An unexpected source of medicine
The discovery is based on a strain of the bacterium Ewingella americana. The choice of donors for the study was dictated by a unique biological feature of amphibians and reptiles: these animals rarely suffer from spontaneous tumors, despite living in an environment saturated with pathogens and enduring significant cellular stress. Scientists hypothesized that their gut microbiota might harbor powerful anti-cancer properties.
The team collected 45 bacterial strains from Japanese tree frogs, fire-bellied newts, and grass lizards. After selecting the nine most promising candidates, it was E. americana that showed phenomenal results.
100% effectiveness against cancer
In experiments using a colon cancer model, a single dose of the bacterium led to the complete disappearance of tumors in all animals. For comparison, standard treatment methods, including immune checkpoint inhibitors (anti-PD-L1 antibody) and the chemotherapy drug liposomal doxorubicin, showed significantly lower effectiveness even when administered four times.

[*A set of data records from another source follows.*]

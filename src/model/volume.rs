// Copyright (C) 2026  Caprica Software Limited
//
// This program is free software: you can redistribute it and/or modify
// it under the terms of the GNU General Public License as published by
// the Free Software Foundation, either version 3 of the License, or
// (at your option) any later version.
//
// This program is distributed in the hope that it will be useful,
// but WITHOUT ANY WARRANTY; without even the implied warranty of
// MERCHANTABILITY or FITNESS FOR A PARTICULAR PURPOSE.  See the
// GNU General Public License for more details.
//
// You should have received a copy of the GNU General Public License
// along with this program.  If not, see <https://www.gnu.org/licenses/>.

//! Volume and mute state.
//!
//! The server is authoritative: the local level only changes when a volume
//! response arrives. Muting remembers the previous level in a
//! [`PreMuteMemory`] that outlives the process, and any other volume change
//! forgets it.

use anyhow::Result;

pub(crate) const MAX_VOLUME: u8 = 100;

pub(crate) trait PreMuteMemory {
    fn remember(&mut self, level: u8) -> Result<()>;
    fn recall(&mut self) -> Result<Option<u8>>;
    fn forget(&mut self) -> Result<()>;
}

#[derive(Debug, Default, Clone, Copy, PartialEq, Eq)]
pub(crate) struct VolumeState {
    level: u8,
}

impl VolumeState {
    pub(crate) fn new() -> Self {
        Self::default()
    }

    pub(crate) fn level(&self) -> u8 {
        self.level
    }

    /// Adopts the level reported by the server.
    pub(crate) fn apply_server(&mut self, level: u8) {
        self.level = level.min(MAX_VOLUME);
    }

    /// Requests an absolute level, forgetting any remembered pre-mute level.
    pub(crate) fn request(&self, level: u8, memory: &mut dyn PreMuteMemory) -> Result<u8> {
        memory.forget()?;
        Ok(level.min(MAX_VOLUME))
    }

    /// Requests a relative change, clamped to `0..=100`. Returns `None` when
    /// the clamped level equals the current one.
    pub(crate) fn adjust(&self, delta: i32, memory: &mut dyn PreMuteMemory) -> Result<Option<u8>> {
        let target = (self.level as i32 + delta).clamp(0, MAX_VOLUME as i32) as u8;
        if target == self.level {
            return Ok(None);
        }

        self.request(target, memory).map(Some)
    }

    /// Mutes when audible, remembering the current level; otherwise restores
    /// the remembered level if there is one.
    pub(crate) fn toggle_mute(&self, memory: &mut dyn PreMuteMemory) -> Result<Option<u8>> {
        if self.level > 0 {
            memory.remember(self.level)?;
            return Ok(Some(0));
        }

        match memory.recall()? {
            Some(level) => self.request(level, memory).map(Some),
            None => Ok(None),
        }
    }
}

#[cfg(test)]
pub(crate) mod tests {
    use super::*;

    #[derive(Default)]
    pub(crate) struct MemorySlot(pub(crate) Option<u8>);

    impl PreMuteMemory for MemorySlot {
        fn remember(&mut self, level: u8) -> Result<()> {
            self.0 = Some(level);
            Ok(())
        }

        fn recall(&mut self) -> Result<Option<u8>> {
            Ok(self.0)
        }

        fn forget(&mut self) -> Result<()> {
            self.0 = None;
            Ok(())
        }
    }

    #[test]
    fn mute_then_unmute_restores_level() {
        let mut volume = VolumeState::new();
        let mut memory = MemorySlot::default();
        volume.apply_server(40);

        let muted = volume.toggle_mute(&mut memory).unwrap();
        assert_eq!(muted, Some(0));
        volume.apply_server(0);
        assert_eq!(memory.0, Some(40));

        let restored = volume.toggle_mute(&mut memory).unwrap();
        assert_eq!(restored, Some(40));
        volume.apply_server(40);
        assert_eq!(volume.level(), 40);
        assert_eq!(memory.0, None);
    }

    #[test]
    fn unmute_without_memory_does_nothing() {
        let volume = VolumeState::new();
        let mut memory = MemorySlot::default();
        assert_eq!(volume.toggle_mute(&mut memory).unwrap(), None);
    }

    #[test]
    fn adjusting_forgets_pre_mute_level() {
        let mut volume = VolumeState::new();
        let mut memory = MemorySlot(Some(55));
        volume.apply_server(0);

        assert_eq!(volume.adjust(2, &mut memory).unwrap(), Some(2));
        assert_eq!(memory.0, None);
    }

    #[test]
    fn adjust_clamps_and_skips_no_ops() {
        let mut volume = VolumeState::new();
        let mut memory = MemorySlot::default();

        volume.apply_server(99);
        assert_eq!(volume.adjust(10, &mut memory).unwrap(), Some(100));

        volume.apply_server(100);
        assert_eq!(volume.adjust(10, &mut memory).unwrap(), None);

        volume.apply_server(1);
        assert_eq!(volume.adjust(-10, &mut memory).unwrap(), Some(0));
    }
}
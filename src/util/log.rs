// Copyright (C) 2026  Caprica Software Limited
//
// This program is free software: you can redistribute it and/or modify
// it under the terms of the GNU General Public License as published by
// the Free Software Foundation, either version 3 of the License, or
// (at your option) any later version.
//
// This program is distributed in the hope that it will be useful,
// but WITHOUT ANY WARRANTY; without even the implied warranty of
// MERCHANTABILITY or FITNESS FOR A PARTICULAR PURPOSE.  See the
// GNU General Public License for more details.
//
// You should have received a copy of the GNU General Public License
// along with this program.  If not, see <https://www.gnu.org/licenses/>.

use std::{fs::OpenOptions, path::Path, sync::Mutex};

use anyhow::Result;
use tracing_subscriber::EnvFilter;

/// Installs the global subscriber, appending to `path`.
///
/// `RUST_LOG` overrides the default `info` level, e.g.
/// `RUST_LOG=arcadectl=debug`.
pub(crate) fn init_tracing(path: &Path) -> Result<()> {
    let log_file = OpenOptions::new().create(true).append(true).open(path)?;

    let filter = EnvFilter::try_from_default_env().unwrap_or_else(|_| EnvFilter::new("info"));

    let _ = tracing_subscriber::fmt()
        .with_env_filter(filter)
        .with_writer(Mutex::new(log_file))
        .with_ansi(false)
        .with_target(true)
        .with_line_number(true)
        .try_init();

    Ok(())
}
use std::io::{self, BufRead, Write};

use quiz_core::model::{Question, QuestionKind};

use super::next_line;

/// Result of decoding a question file.
///
/// Decoding never fails outright: a truncated trailing record is dropped and flagged, and a
/// read failure keeps every record completed before it.
#[derive(Debug, Default)]
pub struct DecodedQuestions {
    pub questions: Vec<Question>,
    /// A record was cut short by end of input and discarded.
    pub truncated: bool,
    /// The underlying reader failed; decoding stopped there.
    pub read_error: Option<io::Error>,
    /// Number of lines consumed, including a partial record.
    pub lines_read: usize,
}

/// Decode question records.
///
/// Records are framed by their tag line: `TrueFalse` is followed by exactly a text and an
/// answer line, `MCQ` by a text line, choice lines up to a blank line (or end of input) and an
/// answer line. Lines found where a tag is expected but that are not one are skipped.
pub fn decode_questions<R: BufRead>(reader: R) -> DecodedQuestions {
    let mut lines = reader.lines();
    let mut out = DecodedQuestions::default();

    loop {
        let tag = match next_line(&mut lines, &mut out.lines_read) {
            Ok(Some(line)) => line,
            Ok(None) => break,
            Err(err) => {
                out.read_error = Some(err);
                break;
            }
        };
        let Some(kind) = QuestionKind::from_tag(&tag) else {
            continue;
        };

        match read_body(kind, &mut lines, &mut out.lines_read) {
            Ok(Some(question)) => out.questions.push(question),
            Ok(None) => {
                out.truncated = true;
                break;
            }
            Err(err) => {
                out.read_error = Some(err);
                break;
            }
        }
    }

    out
}

/// Reads the lines after a tag. `Ok(None)` means input ended before the answer line.
fn read_body<I>(kind: QuestionKind, lines: &mut I, line_no: &mut usize) -> io::Result<Option<Question>>
where
    I: Iterator<Item = io::Result<String>>,
{
    let Some(text) = next_line(lines, line_no)? else {
        return Ok(None);
    };

    match kind {
        QuestionKind::TrueFalse => {
            let Some(answer) = next_line(lines, line_no)? else {
                return Ok(None);
            };
            Ok(Some(Question::true_false(text, answer)))
        }
        QuestionKind::MultipleChoice => {
            let mut choices = Vec::new();
            while let Some(choice) = next_line(lines, line_no)? {
                if choice.is_empty() {
                    break;
                }
                choices.push(choice);
            }
            let Some(answer) = next_line(lines, line_no)? else {
                return Ok(None);
            };
            Ok(Some(Question::multiple_choice(text, choices, answer)))
        }
    }
}

/// Encode one question record.
///
/// Multiple choice records always close their choice block with a blank line, so
/// consecutive `MCQ` records (and ones without choices) decode back unchanged.
///
/// # Errors
///
/// Propagates writer failures.
pub fn encode_question<W: Write>(writer: &mut W, question: &Question) -> io::Result<()> {
    writeln!(writer, "{}", question.kind().tag())?;
    writeln!(writer, "{}", question.text())?;
    if let Some(choices) = question.choices() {
        for choice in choices {
            writeln!(writer, "{choice}")?;
        }
        writeln!(writer)?;
    }
    writeln!(writer, "{}", question.answer())
}

/// Encode every question in order, with no separator between records.
///
/// # Errors
///
/// Propagates writer failures.
pub fn encode_questions<W: Write>(writer: &mut W, questions: &[Question]) -> io::Result<()> {
    questions
        .iter()
        .try_for_each(|question| encode_question(writer, question))
}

The results were dramatic: all mice that received the bacterium survived until the end of the observation period, whereas the entire control group died within a month. Furthermore, when cancer cells were reintroduced into the surviving animals, the tumor did not develop, indicating the formation of a robust anti-cancer immunity.
Dual mechanism of attack
Scientists found that the bacterium acts through two pathways simultaneously. First, as a facultative anaerobe, it is capable of growing both in the presence and absence of oxygen. This allows it to multiply easily in oxygen-poor tumor zones. Within 24 hours of administration, the bacterial population inside the tumor increased by approximately 3000 times, directly damaging cancer cells.
Second, the presence of the bacterium triggers a powerful immune response. It attracts T-cells, B-cells, and neutrophils to the tumor, which release inflammatory signaling molecules such as TNF-α and IFN-γ. This enhances the immune response and accelerates the death of cancer cells.
Safety and selectivity
One of the key findings was the high selectivity of the bacterium. E. americana accumulated almost exclusively in the tumor and did not colonize healthy organs. This is explained by the characteristics of tumor tissue: tumor blood vessels are unusually permeable, facilitating the entry of bacteria from the bloodstream into the neoplasm.
The safety of the method was tested separately. The bacteria were rapidly cleared from the bloodstream (half-life of about 1.2 hours) and were undetectable in the body within 24 hours. They were not found at all in the liver, spleen, lungs, kidneys, or heart. The observed mild, temporary inflammation resolved within 72 hours, and no signs of chronic toxicity were detected over the 60-day observation period.
Future plans
Researchers emphasize that all results so far have been obtained only in mice and serve as early proof of concept. The team's future work is directed toward testing the approach on other types of solid tumors, including breast cancer, pancreatic cancer, and melanoma. They also plan to study dose fractionation, direct injection of the bacterium into the tumor, and combining this method with existing chemo- and immunotherapy.